Sphere: Related Content

• • •
 

May 1, 2007

UNC Paths and DBA Time Travel

Filed under: Administration — admin @ 5:00 pm

Here’s my set up. Per my last post, I’ve created a hot backup of my production database. After copying it to our newly acquired NAS device (which blew a drive already), I started the recovery process. This was started several days ago. The recovery puked about 20 times over the weekend because of network hiccups or possibly the blown RAID (from the bad drive). The drive was replaced yesterday and the process has only puked once. That’s the good news.

The bad news is that it’s taking approximately 25-30 minutes per archive log file. Each file is 250 MB in size. Therefore the recovery is taking longer than real-time. I feel like I’m traveling backwards in time!

Anyway, let’s hope the performance of this test system is adequate for our needs otherwise I’m not sure what our next options are.

Sphere: Related Content

• • •
 

April 26, 2007

Oracle and UNC Paths

Filed under: Administration — admin @ 9:54 pm

My latest project is to move our test instance off of our primary SAN and move it to a cheaper NAS device. This instance is used for testing and quality assurance. We purchased a RaidWeb NAS device last week. It has 2TB when formatted RAID5.

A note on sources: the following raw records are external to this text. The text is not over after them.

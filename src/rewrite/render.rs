//! Markup fragments that replace embedded server payloads.
//!
//! Names and URLs come straight from upstream content, so both are escaped
//! before they are placed in markup.

use super::provider::ProviderResolver;
use crate::codec::DecodedPayload;

const WATCH_SUFFIX: &str = "اضغط هنا للمشاهدة";
const COPY_NOTICE: &str = "يرجى نسخ السيرفر وفتحه في المتصفح";
const COPY_LABEL: &str = "نسخ";

const BUTTON_STYLE: &str = r#"  <style>
    .servers-container{max-width:800px;margin:20px auto;padding:20px;background:#f5f5f5;border-radius:10px}
    .server-btn{display:block;background:#ff004c;color:#fff;padding:15px;margin:10px 0;text-align:center;text-decoration:none;border-radius:8px;font-size:18px;font-weight:bold;transition:all 0.3s}
    .server-btn:hover{background:#cc0039;transform:scale(1.02)}
  </style>"#;

const COPY_ROW_STYLE: &str = r#"<style>
.notice-bar{background:#222;color:#fff;padding:10px;text-align:center;font-size:15px}
.getEmbed{max-width:800px;margin:0 auto;padding:10px}
.srv-row{display:flex;align-items:center;gap:6px;margin:5px 0;flex-wrap:wrap}
.srv-row b{min-width:70px;font-size:14px;flex-shrink:0}
.srv-url{width:300px;max-width:100%;padding:5px;font-size:11px;overflow:hidden;text-overflow:ellipsis}
.srv-row button{background:#ff004c;color:#fff;border:0;padding:5px 10px;cursor:pointer;border-radius:3px;font-size:13px;white-space:nowrap}
.srv-row button:hover{background:#222}
@media(max-width:600px){.srv-url{width:200px}}
</style>"#;

/// A server ready to render. Lives only for one render call.
#[derive(Debug, Clone, PartialEq, Eq)]
pub struct ResolvedServer {
    pub name: String,
    pub url: String,
}

impl ResolvedServer {
    pub fn escaped_name(&self) -> String {
        escape_text(&self.name)
    }

    pub fn escaped_url(&self) -> String {
        escape_attr(&self.url)
    }
}

/// Resolve every descriptor, dropping entries without a URL. Order is kept.
pub fn resolve_servers(
    payload: &DecodedPayload,
    resolver: &ProviderResolver,
) -> Vec<ResolvedServer> {
    payload
        .servers
        .iter()
        .filter_map(|server| {
            let url = resolver.resolve(server);
            (!url.is_empty()).then(|| ResolvedServer {
                name: server.name.clone(),
                url,
            })
        })
        .collect()
}

pub fn escape_text(s: &str) -> String {
    s.replace('<', "&lt;").replace('>', "&gt;")
}

pub fn escape_attr(s: &str) -> String {
    s.replace('"', "&quot;")
}

/// Turns a payload's servers into a replacement fragment.
pub trait BlockRenderer: Send + Sync {
    fn name(&self) -> &'static str;

    /// Render a non-empty list of servers.
    fn render_servers(&self, servers: &[ResolvedServer]) -> String;

    /// Render a payload. `None` means "leave the original block alone".
    fn render(&self, payload: &DecodedPayload, resolver: &ProviderResolver) -> Option<String> {
        let servers = resolve_servers(payload, resolver);
        if servers.is_empty() {
            return None;
        }
        Some(self.render_servers(&servers))
    }
}

/// One clickable button per server.
pub struct EmbedButtonRenderer;

impl BlockRenderer for EmbedButtonRenderer {
    fn name(&self) -> &'static str {
        "embed-buttons"
    }

    fn render_servers(&self, servers: &[ResolvedServer]) -> String {
        let buttons: String = servers
            .iter()
            .map(|s| {
                format!(
                    r#"<a href="{}" target="_blank" class="server-btn">{} - {}</a>"#,
                    s.escaped_url(),
                    s.escaped_name(),
                    WATCH_SUFFIX
                )
            })
            .collect();

        format!(
            "\n<div class=\"servers-container\">\n{}\n  {}\n</div>",
            BUTTON_STYLE, buttons
        )
    }
}

/// A notice plus one read-only, copyable URL field per server.
pub struct CopyRowRenderer;

impl BlockRenderer for CopyRowRenderer {
    fn name(&self) -> &'static str {
        "copy-rows"
    }

    fn render_servers(&self, servers: &[ResolvedServer]) -> String {
        // Row ids follow output position, after empty entries were dropped.
        let rows: String = servers
            .iter()
            .enumerate()
            .map(|(i, s)| {
                format!(
                    r#"
<div class="srv-row">
  <b>{name}</b>
  <input type="text" readonly value="{url}" class="srv-url" id="u{i}">
  <button onclick="navigator.clipboard.writeText(document.getElementById('u{i}').value);this.textContent='✓'">{label}</button>
</div>"#,
                    name = s.escaped_name(),
                    url = s.escaped_url(),
                    label = COPY_LABEL,
                )
            })
            .collect();

        format!(
            "\n{}\n<div class=\"notice-bar\">{}</div>\n<div class=\"getEmbed\">{}</div>\n",
            COPY_ROW_STYLE, COPY_NOTICE, rows
        )
    }
}
use bytes::Bytes;
use reqwest::{Client, header::CONTENT_TYPE};
use std::time::Duration;

use super::headers::UpstreamHeaders;
use crate::{Error, Result};

/// What came back from the upstream origin.
#[derive(Debug, Clone)]
pub struct UpstreamResponse {
    pub status: u16,
    pub content_type: String,
    pub body: Bytes,
}

/// HTTP client for fetching pages from the upstream origin.
#[derive(Clone)]
pub struct ProxyClient {
    client: Client,
}

impl ProxyClient {
    pub fn new(timeout: Duration) -> Result<Self> {
        let client = Client::builder()
            .timeout(timeout)
            .build()
            .map_err(|e| Error::Internal(format!("Failed to create HTTP client: {}", e)))?;

        Ok(Self { client })
    }

    /// Fetch one upstream URL. Non-success statuses are failures.
    pub async fn fetch(&self, url: &str, headers: &UpstreamHeaders) -> Result<UpstreamResponse> {
        let request = headers.apply(self.client.get(url));

        let response = request.send().await?;
        let status = response.status();

        if !status.is_success() {
            return Err(Error::FetchFailed {
                url: url.to_string(),
                reason: format!("HTTP {}", status),
            });
        }

        let content_type = response
            .headers()
            .get(CONTENT_TYPE)
            .and_then(|v| v.to_str().ok())
            .unwrap_or_default()
            .to_string();

        tracing::debug!("Fetched {} ({}, {})", url, status, content_type);

        Ok(UpstreamResponse {
            status: status.as_u16(),
            content_type,
            body: response.bytes().await?,
        })
    }
}
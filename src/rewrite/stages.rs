pub mod banner;
pub mod block;
pub mod home_anchor;
pub mod host_substitution;
pub mod indirect_link;
pub mod meta_tags;
pub mod root_relative;

use regex::{Regex, Replacer};
use std::{borrow::Cow, sync::Arc};

use super::{
    classifier::ContentKind,
    context::RewriteContext,
    locator::{EmbedBlockLocator, PlayerBlockLocator},
    provider::ProviderResolver,
    render::{CopyRowRenderer, EmbedButtonRenderer},
};
use crate::{Result, config::MirrorConfig};

pub use banner::BannerStage;
pub use block::BlockStage;
pub use home_anchor::HomeAnchorStage;
pub use host_substitution::HostSubstitutionStage;
pub use indirect_link::IndirectLinkStage;
pub use meta_tags::MetaTagStage;
pub use root_relative::RootRelativeStage;

/// One textual pass over a response body.
///
/// Stages never fail: anything they cannot handle is left as it was.
pub trait RewriteStage: Send + Sync {
    fn name(&self) -> &'static str;

    /// Whether this stage runs for the given content.
    fn applies_to(&self, kind: ContentKind) -> bool {
        kind == ContentKind::Html
    }

    fn apply(&self, body: String, context: &RewriteContext) -> String;
}

/// Stages in the order they must run.
pub fn default_stages(config: &MirrorConfig) -> Result<Vec<Box<dyn RewriteStage>>> {
    let resolver = Arc::new(ProviderResolver::new(&config.estream_template));

    let stages: Vec<Box<dyn RewriteStage>> = vec![
        Box::new(HostSubstitutionStage),
        Box::new(RootRelativeStage),
        Box::new(HomeAnchorStage::new(
            &config.home_anchor,
            &config.home_replacement,
        )?),
        Box::new(IndirectLinkStage::new(&config.redirector_host)?),
        Box::new(BlockStage::new(
            Box::new(EmbedBlockLocator),
            Box::new(EmbedButtonRenderer),
            resolver.clone(),
        )),
        Box::new(BlockStage::new(
            Box::new(PlayerBlockLocator),
            Box::new(CopyRowRenderer),
            resolver,
        )),
        Box::new(MetaTagStage::new(
            &config.robots_tag,
            &config.verification_tag,
        )),
        Box::new(BannerStage::new(&config.banner_html)),
    ];

    Ok(stages)
}

/// `Regex::replace_all` over an owned body, reusing it when nothing matched.
pub(crate) fn replace_all_owned<R: Replacer>(re: &Regex, body: String, rep: R) -> String {
    let replaced = match re.replace_all(&body, rep) {
        Cow::Owned(s) => Some(s),
        Cow::Borrowed(_) => None,
    };
    replaced.unwrap_or(body)
}
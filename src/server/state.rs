use crate::{Result, config::MirrorConfig, proxy::ProxyClient, rewrite::ContentPipeline};
use std::sync::Arc;

/// Shared application state.
#[derive(Clone)]
pub struct AppState {
    pub client: ProxyClient,
    pub pipeline: Arc<ContentPipeline>,
    pub config: Arc<MirrorConfig>,
}

impl AppState {
    pub fn new(config: MirrorConfig) -> Result<Self> {
        Ok(Self {
            client: ProxyClient::new(config.upstream_timeout)?,
            pipeline: Arc::new(ContentPipeline::from_config(&config)?),
            config: Arc::new(config),
        })
    }
}
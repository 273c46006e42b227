use regex::{Captures, NoExpand, Regex};

use super::{RewriteContext, RewriteStage, replace_all_owned};
use crate::{Result, codec::PayloadCodec, rewrite::render::escape_attr};

/// Unwraps anchors that bounce through the redirector.
///
/// `<a href="https://redirector/go/?url=<encoded>">` becomes
/// `<a href="<decoded target>">`, with upstream references in the decoded
/// target pointed at the serving origin. Links that fail to decode stay as-is.
pub struct IndirectLinkStage {
    link: Regex,
}

impl IndirectLinkStage {
    pub fn new(redirector_host: &str) -> Result<Self> {
        let host = regex::escape(redirector_host.trim());
        let target = format!(r#"https?://{}/[^"']+\?url="#, host);
        let pattern = format!(
            r#"(?i)<a\s+([^>]*?)href=(?:"{target}([^"']+)"|'{target}([^"']+)')([^>]*)>"#,
            target = target
        );

        Ok(Self {
            link: Regex::new(&pattern)?,
        })
    }

    fn decode_target(encoded: &str, upstream: &Regex, context: &RewriteContext) -> Option<String> {
        let unquoted = urlencoding::decode(encoded).ok()?;
        let decoded = match PayloadCodec::decode(&unquoted) {
            Ok(decoded) => decoded,
            Err(e) => {
                tracing::warn!(stage = "indirect-link", "Leaving undecodable link: {}", e);
                return None;
            }
        };

        Some(
            upstream
                .replace_all(&decoded, NoExpand(&context.serving_origin))
                .into_owned(),
        )
    }
}

impl RewriteStage for IndirectLinkStage {
    fn name(&self) -> &'static str {
        "indirect-link"
    }

    fn apply(&self, body: String, context: &RewriteContext) -> String {
        if !self.link.is_match(&body) {
            return body;
        }

        let upstream = match Regex::new(&format!(
            r"(?i)https?://(?:www\.)?{}",
            regex::escape(&context.target_host)
        )) {
            Ok(re) => re,
            Err(e) => {
                tracing::warn!(stage = self.name(), "Skipping indirect links: {}", e);
                return body;
            }
        };

        replace_all_owned(&self.link, body, |caps: &Captures| {
            let encoded = caps
                .get(2)
                .or_else(|| caps.get(3))
                .map(|m| m.as_str())
                .unwrap_or_default();

            match Self::decode_target(encoded, &upstream, context) {
                Some(target) => format!(
                    r#"<a {}href="{}"{}>"#,
                    &caps[1],
                    escape_attr(&target),
                    caps.get(4).map(|m| m.as_str()).unwrap_or_default()
                ),
                None => caps[0].to_string(),
            }
        })
    }
}
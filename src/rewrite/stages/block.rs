use std::sync::Arc;

use super::{RewriteContext, RewriteStage};
use crate::{
    codec::PayloadCodec,
    rewrite::{
        locator::{BlockLocator, BlockSpan},
        provider::ProviderResolver,
        render::BlockRenderer,
    },
};

/// Replaces located server blocks with rendered markup.
///
/// Each block is handled on its own; a block whose payload is missing,
/// undecodable or resolves to no servers is kept byte for byte.
pub struct BlockStage {
    locator: Box<dyn BlockLocator>,
    renderer: Box<dyn BlockRenderer>,
    resolver: Arc<ProviderResolver>,
}

impl BlockStage {
    pub fn new(
        locator: Box<dyn BlockLocator>,
        renderer: Box<dyn BlockRenderer>,
        resolver: Arc<ProviderResolver>,
    ) -> Self {
        Self {
            locator,
            renderer,
            resolver,
        }
    }

    fn render_block(&self, body: &str, span: &BlockSpan) -> Option<String> {
        let Some(encoded) = span.payload_text(body) else {
            tracing::debug!(stage = self.name(), "Block has no payload");
            return None;
        };

        let payload = match PayloadCodec::decode_payload(encoded) {
            Ok(payload) => payload,
            Err(e) => {
                tracing::warn!(stage = self.name(), "Keeping block with bad payload: {}", e);
                return None;
            }
        };

        let rendered = self.renderer.render(&payload, &self.resolver);
        if rendered.is_none() {
            tracing::warn!(
                stage = self.name(),
                servers = payload.servers.len(),
                "Keeping block with no usable servers"
            );
        }
        rendered
    }
}

impl RewriteStage for BlockStage {
    fn name(&self) -> &'static str {
        self.locator.name()
    }

    fn apply(&self, body: String, _context: &RewriteContext) -> String {
        let spans = self.locator.find_blocks(&body);
        if spans.is_empty() {
            return body;
        }

        let mut output = String::with_capacity(body.len());
        let mut last = 0;
        let mut replaced = 0;

        for span in &spans {
            output.push_str(&body[last..span.range.start]);
            match self.render_block(&body, span) {
                Some(html) => {
                    output.push_str(&html);
                    replaced += 1;
                }
                None => output.push_str(span.text(&body)),
            }
            last = span.range.end;
        }
        output.push_str(&body[last..]);

        tracing::debug!(
            stage = self.name(),
            renderer = self.renderer.name(),
            found = spans.len(),
            replaced,
            "Processed server blocks"
        );

        output
    }
}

I mounted it up in two shares to drives P: and O: on my test box. I copied all the data file to the two drives. When I tried to create the control database I found that oracle could not authenticate, therefore read the datafiles on the mapped drives. So I next tried UNC paths (i.e. \\hostname\share). This too did not work. I changed my service to run under a privileged user. Still no love.

As a last ditch effort, I changed the hostname in the path to the IP address of the NAS device. Guess what, it worked! Woot! Control file created, on to recovery.

Our system generates quite a bit of redo, about 100GB a day. I don’t want to copy all this locally to recover this test instance. I set the archive log destination to a public share on our hot standby and started recovery. Sure enough, Oracle picked up the files and started blasting through the recovery. I’ll post tomorrow on the results.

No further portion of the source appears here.